Kuitenbrouwer “Cri/oFlex® allows us to increase the I/O cabling density easily – and by a lot.” (Courtesy: Delft Circuits)
In brief, the company’s Cri/oFlex® cryogenic RF cables comprise a stripline (a type of transmission line) based on planar microwave circuitry – essentially a conducting strip encapsulated in dielectric material and sandwiched between two conducting ground planes. The use of the polyimide Kapton® as the dielectric ensures Cri/oFlex® cables remain flexible in cryogenic environments (which are necessary to generate quantum states, manipulate them and read them out), with silver or superconducting NbTi providing the conductive strip and ground layer. The standard product comes as a multichannel flex (eight channels per flex) with a range of I/O channel configurations tailored to the customer’s application needs, including flux bias lines, microwave drive lines, signal lines or read-out lines.
“As quantum computers evolve – think more and more qubits plus increasingly exacting requirements on gate fidelity – system developers will reach a point where current coax cabling technology doesn’t cut it anymore,” explains Daan Kuitenbrouwer, co-founder of Delft Circuits. “The key to our story is that Cri/oFlex® allows us to increase the I/O cabling density easily – and by a lot – to scale the number of channels in a single system while guaranteeing high gate fidelities [minimizing noise and heating] as well as market-leading uptime and reliability.”
Quantum alignment
To put some hard-and-fast performance milestones against that claim, Kuitenbrouwer and colleagues have just published a granular product development roadmap that aligns Cri/oFlex® cabling specifications against the anticipated evolution of quantum computing systems – from 150+ qubits today out to 40,000 qubits and beyond in 2029 (see figure, “Quantum alignment”).

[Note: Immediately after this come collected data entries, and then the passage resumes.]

use sqlx::postgres::{PgPool, PgPoolOptions};
use std::time::Duration;

pub async fn create_pool(
    database_url: &str,
    max_connections: u32,
    acquire_timeout: Duration,
) -> anyhow::Result<PgPool> {
    let pool = PgPoolOptions::new()
        .max_connections(max_connections)
        .acquire_timeout(acquire_timeout)
        .connect(database_url)
        .await?;
    Ok(pool)
}
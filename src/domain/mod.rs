pub mod identity;
pub mod like;
pub mod notification;
pub mod shared;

Quantum alignment The new product development roadmap from Delft Circuits starts with the guiding principles, highlighting performance milestones to be achieved by the quantum computing industry over the next five years – specifically, the number of physical qubits per system and gate fidelities. By extension, cabling metrics in the Delft Circuits roadmap focus on “quantity”: the number of I/O channels per loader (i.e. the wiring trees that insert into a cryostat, with typical cryostats having between 6–24 slots for loaders) and the number of channels per cryostat (summing across all loaders); also on “quality” (the crosstalk in the cabling flex). To complete the picture, the roadmap outlines product introductions at a conceptual level to enable both the quantity and quality timelines. (Courtesy: Delft Circuits)
“Our roadmap is all about enabling, from an I/O perspective, the transition of quantum technologies out of the R&D lab into at-scale practical applications,” says Kuitenbrouwer. “As such, we studied the development roadmaps of more than 10 full-stack quantum computing vendors to ensure that our ‘guiding principles’ align versus the aggregate view of quantity and quality of qubits targeted by the system developers over time.”

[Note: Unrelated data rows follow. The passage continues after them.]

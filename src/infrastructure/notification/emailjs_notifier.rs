use crate::domain::notification::notifier::{Notifier, NotifyError, TemplateVars};
use async_trait::async_trait;
use serde::Serialize;
use std::time::Duration;
use tracing::debug;

pub const DEFAULT_EMAILJS_ENDPOINT: &str = "https://api.emailjs.com/api/v1.0/email/send";

#[derive(Debug, Clone)]
pub struct EmailJsSettings {
    pub endpoint: String,
    pub service_id: String,
    pub template_id: String,
    pub public_key: String,
}

#[derive(Debug, Serialize)]
struct SendRequest<'a> {
    service_id: &'a str,
    template_id: &'a str,
    user_id: &'a str,
    template_params: &'a TemplateVars,
}

/// Sends the thank-you email through the EmailJS REST API.
pub struct EmailJsNotifier {
    client: reqwest::Client,
    settings: EmailJsSettings,
}

impl EmailJsNotifier {
    pub fn new(settings: EmailJsSettings, timeout: Duration) -> anyhow::Result<Self> {
        let client = reqwest::Client::builder().timeout(timeout).build()?;
        Ok(Self { client, settings })
    }
}

#[async_trait]
impl Notifier for EmailJsNotifier {
    async fn send(&self, contact_address: &str, vars: &TemplateVars) -> Result<(), NotifyError> {
        let body = SendRequest {
            service_id: &self.settings.service_id,
            template_id: &self.settings.template_id,
            user_id: &self.settings.public_key,
            template_params: vars,
        };

        let res = self
            .client
            .post(&self.settings.endpoint)
            .json(&body)
            .send()
            .await
            .map_err(|e| NotifyError::Transport(e.to_string()))?;

        let status = res.status();
        if !status.is_success() {
            let body = res.text().await.unwrap_or_default();
            return Err(NotifyError::Rejected {
                status: status.as_u16(),
                body,
            });
        }
        debug!(to = contact_address, "EmailJS accepted thank-you email");
        Ok(())
    }
}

Notwithstanding the emphasis on technology innovation and continuous product improvement, Delft Circuits is also “coming of age” in line with the wider quantum community. Most notably, the company’s centre of gravity is shifting inexorably from academic end-users to servicing vendors large and small in the quantum supply chain. “What we see are full-stack quantum computing companies starting to embrace horizontal thinking – which, in our case, means a technology partner able to solve their entire I/O cabling challenge,” explains Kuitenbrouwer.
To gain traction, however, systems integrators at the sub-stack level must, as a given, design their product offering with industrial metrics front-and-centre – for example, scalability, manufacturability, reliability, cost per I/O channel and second-sourcing. Equally important is the need to forge long-term vendor-customer relationships that often move beyond the transactional into the realm of co-development and collaboration – though all against a standardized package of cabling options.
“We integrate Cri/oFlex® with cryostats that have relatively standard vacuum feedthroughs and thermalization – more or less the same across the board,” says Kuitenbrouwer. What changes is the type of qubit – superconducting, spin, photonic – which in turn determines the configuration of the I/O line and where to place the attenuators, low-pass filters and IR filters. “This is something we can adjust relatively easily – at high volume and high reliability – with the whole I/O package installed and tested at the customer premises,” he adds.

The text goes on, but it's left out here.